Heroin-assisted treatment (HAT), or diamorphine assisted treatment, refers to a type of Medication-Assisted Treatment (MAT) where semi-synthetic heroin is prescribed to opiate addicts who do not benefit from, or cannot tolerate, treatment with one of the established drugs used in opiate replacement therapy such as methadone or buprenorphine (brand name Subutex). For this group of patients, heroin-assisted treatment has proven superior in improving their social and health situation. It has also been shown to save money, as it significantly reduces costs incurred by trials, incarceration, health interventions and delinquency. It has also drastically reduced overdose deaths in the countries utilizing it, as patients take their dose in a controlled, professionally supervised setting, and Narcan (naloxone) is on hand in the case of an accidental overdose. Opiate related overdoses in the U.S. kill around 70,000 people per year.

Heroin-assisted treatment is fully a part of the national health system in Switzerland, Germany, the Netherlands, Canada, and Denmark. Additional trials are being carried out in the United Kingdom, Norway, and Belgium.

History 
The British have had a system of heroin maintenance since the 1920s. For decades it supplied a few hundred addicts nationwide, most of whom were doctors themselves. It was de-emphasized considerably during the 1960s-1980s as a result of the U.S. led war on drugs. In the 1980s and early 1990s, Dr John Marks ran heroin-prescribing clinics in Liverpool, Widnes and Warrington that were highly controversial. Because of the lack of large-scale trials, only anecdotal evidence existed as to the efficacy of the treatment. This changed in 1994 when Switzerland, faced with one of the largest open drug scenes in Europe at the time, started large-scale trials on the potential use of diamorphine as a maintenance drug. They proved diamorphine to be a viable maintenance drug which has shown equal or better rates of success than methadone in terms of assisting long-term users establish stable, crime-free lives. These results encouraged countries like Germany and the Netherlands to conduct their own trials and finally to include heroin-assisted treatment fully as a part of the national health system in 2009. In recent years the British have begun moving towards the inclusion of heroin maintenance programs as a legitimate component of their National Health Service. In 2013 European Union's European Monitoring Centre for Drugs and Drug Addiction issued guidelines for the years 2013–2020; for the first time since the EMCDDA's 1995 inception, the group advocated "reducing the health and social risks and harms caused by drugs" in addition to longstanding policies of lessening demand and supply. Both the United Nations Office on Drugs and Crime and the Transnational Institute have released documents advocating harm-reduction strategies, though only the latter mentions heroin-assisted therapy.
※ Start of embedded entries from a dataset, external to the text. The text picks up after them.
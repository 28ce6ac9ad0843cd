//! Pipeline orchestrator: one document in, one [`PipelineOutput`] out.
//!
//! ```text
//! input ──▶ rasterize ──▶ partition ──▶ dispatch (×N, concurrent) ──▶ assemble
//! (path/URL)  (pages)      (batches)     (cache + limiter + service)   (ordered)
//! ```
//!
//! Every batch runs as its own task in a [`JoinSet`]. The first failing batch
//! fails the request: the set is dropped, which aborts the remaining tasks
//! and returns their limiter permits. Cache entries already written stay.

use crate::cache::ContentCache;
use crate::config::PipelineConfig;
use crate::error::PipelineError;
use crate::extract::Extractor;
use crate::output::{OutputMetadata, PipelineOutput, PipelineStats};
use crate::pipeline::assemble::assemble;
use crate::pipeline::dispatch::{BatchOutcome, Dispatcher, PageKeys};
use crate::pipeline::input::resolve_input;
use crate::pipeline::limiter::ConcurrencyLimiter;
use crate::pipeline::partition::{partition, Batch, PageUnit};
use crate::progress::{NoopProgressCallback, ProgressCallback};
use crate::prompts::{self, ResolvedPrompt};
use crate::rasterize::Rasterizer;
use crate::registry::RasterizerRegistry;
use std::path::Path;
use std::sync::Arc;
use std::time::{Duration, Instant};
use tokio::task::JoinSet;
use tracing::{debug, error, info};

/// How the pipeline finds a rasterizer for a document.
#[derive(Clone)]
enum RasterizerSource {
    Fixed(Arc<dyn Rasterizer>),
    ByExtension(RasterizerRegistry),
}

/// A configured extraction pipeline.
///
/// Holds the cache and the concurrency limiter, so every document processed
/// through the same `Pipeline` shares both.
pub struct Pipeline {
    config: PipelineConfig,
    rasterizers: RasterizerSource,
    extractor: Arc<dyn Extractor>,
    cache: Option<Arc<ContentCache>>,
    limiter: ConcurrencyLimiter,
    prompt: ResolvedPrompt,
    progress: ProgressCallback,
}

impl std::fmt::Debug for Pipeline {
    fn fmt(&self, f: &mut std::fmt::Formatter<'_>) -> std::fmt::Result {
        f.debug_struct("Pipeline")
            .field("config", &self.config)
            .field("limiter", &self.limiter)
            .field("prompt", &self.prompt.label)
            .finish_non_exhaustive()
    }
}

impl Pipeline {
    /// A pipeline that rasterizes every document with `rasterizer`.
    ///
    /// Validates `config` and, when caching is enabled, opens the cache at
    /// `config.cache_dir`.
    pub fn new(
        config: PipelineConfig,
        rasterizer: Arc<dyn Rasterizer>,
        extractor: Arc<dyn Extractor>,
    ) -> Result<Self, PipelineError> {
        Self::build(config, RasterizerSource::Fixed(rasterizer), extractor)
    }

    /// A pipeline that picks the rasterizer by file extension.
    pub fn with_registry(
        config: PipelineConfig,
        registry: RasterizerRegistry,
        extractor: Arc<dyn Extractor>,
    ) -> Result<Self, PipelineError> {
        Self::build(config, RasterizerSource::ByExtension(registry), extractor)
    }

    fn build(
        config: PipelineConfig,
        rasterizers: RasterizerSource,
        extractor: Arc<dyn Extractor>,
    ) -> Result<Self, PipelineError> {
        config.validate()?;
        let prompt = prompts::resolve(&config.prompt, config.output_format)?;
        let cache = if config.use_cache {
            Some(Arc::new(ContentCache::open(
                &config.cache_dir,
                config.cache_ttl,
            )?))
        } else {
            None
        };
        let limiter = ConcurrencyLimiter::new(config.max_concurrent);

        Ok(Self {
            config,
            rasterizers,
            extractor,
            cache,
            limiter,
            prompt,
            progress: Arc::new(NoopProgressCallback),
        })
    }

    /// Use an existing cache instead of the one opened from the config.
    /// Ignored when caching is disabled.
    pub fn with_cache(mut self, cache: Arc<ContentCache>) -> Self {
        if self.config.use_cache {
            self.cache = Some(cache);
        }
        self
    }

    pub fn with_progress(mut self, progress: ProgressCallback) -> Self {
        self.progress = progress;
        self
    }

    pub fn config(&self) -> &PipelineConfig {
        &self.config
    }

    pub fn cache(&self) -> Option<&Arc<ContentCache>> {
        self.cache.as_ref()
    }

    pub fn limiter(&self) -> &ConcurrencyLimiter {
        &self.limiter
    }

    /// Process one document. Never fails: a failed request yields an output
    /// with empty content, `errors` and `failure` set.
    pub async fn process(&self, input: &str) -> PipelineOutput {
        let (metadata, stats, result) = self.run(input).await;
        match result {
            Ok(content) => PipelineOutput {
                content,
                metadata,
                stats,
                errors: Vec::new(),
                failure: None,
            },
            Err(e) => PipelineOutput::failed(metadata, stats, &e),
        }
    }

    /// Like [`process`](Self::process), returning the error instead.
    pub async fn try_process(&self, input: &str) -> Result<PipelineOutput, PipelineError> {
        let (metadata, stats, result) = self.run(input).await;
        Ok(PipelineOutput {
            content: result?,
            metadata,
            stats,
            errors: Vec::new(),
            failure: None,
        })
    }

    /// Process documents one after another, one output per input, in order.
    pub async fn process_many<S: AsRef<str>>(&self, inputs: &[S]) -> Vec<PipelineOutput> {
        let mut outputs = Vec::with_capacity(inputs.len());
        for (i, input) in inputs.iter().enumerate() {
            info!("Document {}/{}: {}", i + 1, inputs.len(), input.as_ref());
            outputs.push(self.process(input.as_ref()).await);
        }
        outputs
    }

    async fn run(
        &self,
        input: &str,
    ) -> (OutputMetadata, PipelineStats, Result<String, PipelineError>) {
        let start = Instant::now();
        let mut metadata = self.base_metadata(input);
        let mut stats = PipelineStats::default();

        let result = self.run_stages(input, &mut metadata, &mut stats).await;

        stats.total_duration_ms = start.elapsed().as_millis() as u64;
        match &result {
            Ok(content) => info!(
                "'{}': {} units ({} cached, {} extracted, {} calls), {} bytes in {}ms",
                metadata.document,
                metadata.unit_count,
                stats.cached_units,
                stats.extracted_units,
                stats.extraction_calls,
                content.len(),
                stats.total_duration_ms
            ),
            Err(e) => error!("'{}' failed: {}", metadata.document, e),
        }
        self.progress
            .on_pipeline_complete(metadata.unit_count, result.is_ok());

        (metadata, stats, result)
    }

    async fn run_stages(
        &self,
        input: &str,
        metadata: &mut OutputMetadata,
        stats: &mut PipelineStats,
    ) -> Result<String, PipelineError> {
        // ── Validate ─────────────────────────────────────────────────────
        let resolved = resolve_input(input, self.config.download_timeout_secs).await?;
        metadata.document = resolved.document_stem();
        let rasterizer = self.rasterizer_for(resolved.path())?;

        // ── Rasterize ────────────────────────────────────────────────────
        let raster_start = Instant::now();
        let pages = rasterizer
            .rasterize(resolved.path(), self.config.page_range)
            .await?;
        stats.rasterize_duration_ms = raster_start.elapsed().as_millis() as u64;
        if pages.is_empty() {
            return Err(PipelineError::NoPages {
                document: metadata.document.clone(),
            });
        }
        info!(
            "Rasterized {} pages of '{}' in {}ms",
            pages.len(),
            metadata.document,
            stats.rasterize_duration_ms
        );

        // ── Partition ────────────────────────────────────────────────────
        let units: Vec<PageUnit> = pages
            .into_iter()
            .enumerate()
            .map(|(index, page)| PageUnit {
                index,
                page_number: page.page_number,
                image: page.image,
            })
            .collect();
        metadata.unit_count = units.len();
        let batches = partition(units, self.config.batch_size);
        stats.batches = batches.len();
        debug!(
            "{} units in {} batches of up to {}",
            metadata.unit_count, stats.batches, self.config.batch_size
        );
        self.progress
            .on_pipeline_start(metadata.unit_count, stats.batches);

        // ── Dispatch ─────────────────────────────────────────────────────
        let dispatch_start = Instant::now();
        let outcomes = self
            .run_batches(self.dispatcher(&metadata.document), batches)
            .await;
        stats.dispatch_duration_ms = dispatch_start.elapsed().as_millis() as u64;

        // ── Assemble ─────────────────────────────────────────────────────
        let mut results = Vec::with_capacity(metadata.unit_count);
        for outcome in outcomes? {
            stats.cached_units += outcome.cached;
            stats.extracted_units += outcome.extracted;
            stats.extraction_calls += outcome.calls;
            results.extend(outcome.results);
        }
        if results.len() != metadata.unit_count {
            return Err(PipelineError::Internal(format!(
                "{} results for {} units",
                results.len(),
                metadata.unit_count
            )));
        }
        assemble(results)
    }

    /// Run every batch concurrently; fail fast on the first error.
    async fn run_batches(
        &self,
        dispatcher: Dispatcher,
        batches: Vec<Batch>,
    ) -> Result<Vec<BatchOutcome>, PipelineError> {
        let total = batches.len();
        let mut tasks = JoinSet::new();

        for batch in batches {
            let dispatcher = dispatcher.clone();
            let progress = Arc::clone(&self.progress);
            tasks.spawn(async move {
                let number = batch.number;
                progress.on_batch_start(number, total, batch.len());
                let result = dispatcher.dispatch(batch).await;
                match &result {
                    Ok(outcome) => {
                        progress.on_batch_complete(number, total, outcome.cached, outcome.extracted)
                    }
                    Err(e) => progress.on_batch_error(number, total, &e.to_string()),
                }
                result
            });
        }

        let mut outcomes = Vec::with_capacity(total);
        while let Some(joined) = tasks.join_next().await {
            match joined {
                Ok(Ok(outcome)) => outcomes.push(outcome),
                Ok(Err(e)) => {
                    debug!("Aborting {} outstanding batches", tasks.len());
                    tasks.abort_all();
                    return Err(e);
                }
                Err(join_err) if join_err.is_panic() => {
                    std::panic::resume_unwind(join_err.into_panic())
                }
                Err(join_err) => {
                    return Err(PipelineError::Internal(format!(
                        "batch task cancelled: {join_err}"
                    )))
                }
            }
        }
        Ok(outcomes)
    }

    fn dispatcher(&self, document_stem: &str) -> Dispatcher {
        let keys = PageKeys::new(
            document_stem,
            self.config.output_format,
            self.prompt.fingerprint.clone(),
        );
        let dispatcher = Dispatcher::new(
            Arc::clone(&self.extractor),
            self.limiter.clone(),
            self.prompt.text.as_str(),
            keys,
        )
        .with_timeout(self.config.extraction_timeout_secs.map(Duration::from_secs));

        match &self.cache {
            Some(cache) => dispatcher.with_cache(Arc::clone(cache)),
            None => dispatcher,
        }
    }

    fn rasterizer_for(&self, path: &Path) -> Result<Arc<dyn Rasterizer>, PipelineError> {
        match &self.rasterizers {
            RasterizerSource::Fixed(r) => Ok(Arc::clone(r)),
            RasterizerSource::ByExtension(registry) => registry.for_path(path, &self.config),
        }
    }

    fn base_metadata(&self, input: &str) -> OutputMetadata {
        let document = Path::new(input)
            .file_stem()
            .map(|s| s.to_string_lossy().into_owned())
            .unwrap_or_else(|| input.to_string());
        OutputMetadata {
            document,
            unit_count: 0,
            batch_size: self.config.batch_size,
            max_concurrent: self.config.max_concurrent,
            page_range: self.config.page_range,
            output_format: self.config.output_format,
            prompt: self.prompt.label.clone(),
            cache_enabled: self.cache.is_some(),
        }
    }
}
In 2008, the right-wing Swiss People's Party initiated a national referendum on heroin-assisted treatment. A significant majority (approximately 68%) voted in favor of continuing Swiss HAT programs.

In the Netherlands, both injectable Diamorphine HCl as injectable salt in dry ampoules as well as Heroin base with 5-10% caffeine for vaporization are available, both are to be taken twice daily in a supervised setting and will be accompanied with a daily take home dosage of methadone for the evening.

In Switzerland patients may be allowed to appear only once a day and receive part of their diamorphine in pill form for oral consumption. This is possible only after a six-month period and is usually granted only if necessary to hold down a job.

Criticism 

Critics, such as the Drug Free America Foundation, have criticized heroin-assisted treatment along with other harm reduction strategies for allegedly creating the perception that certain behaviors can be partaken safely, such as illicit drug use, claiming that this may lead to an increase in that behavior by people who would otherwise be deterred.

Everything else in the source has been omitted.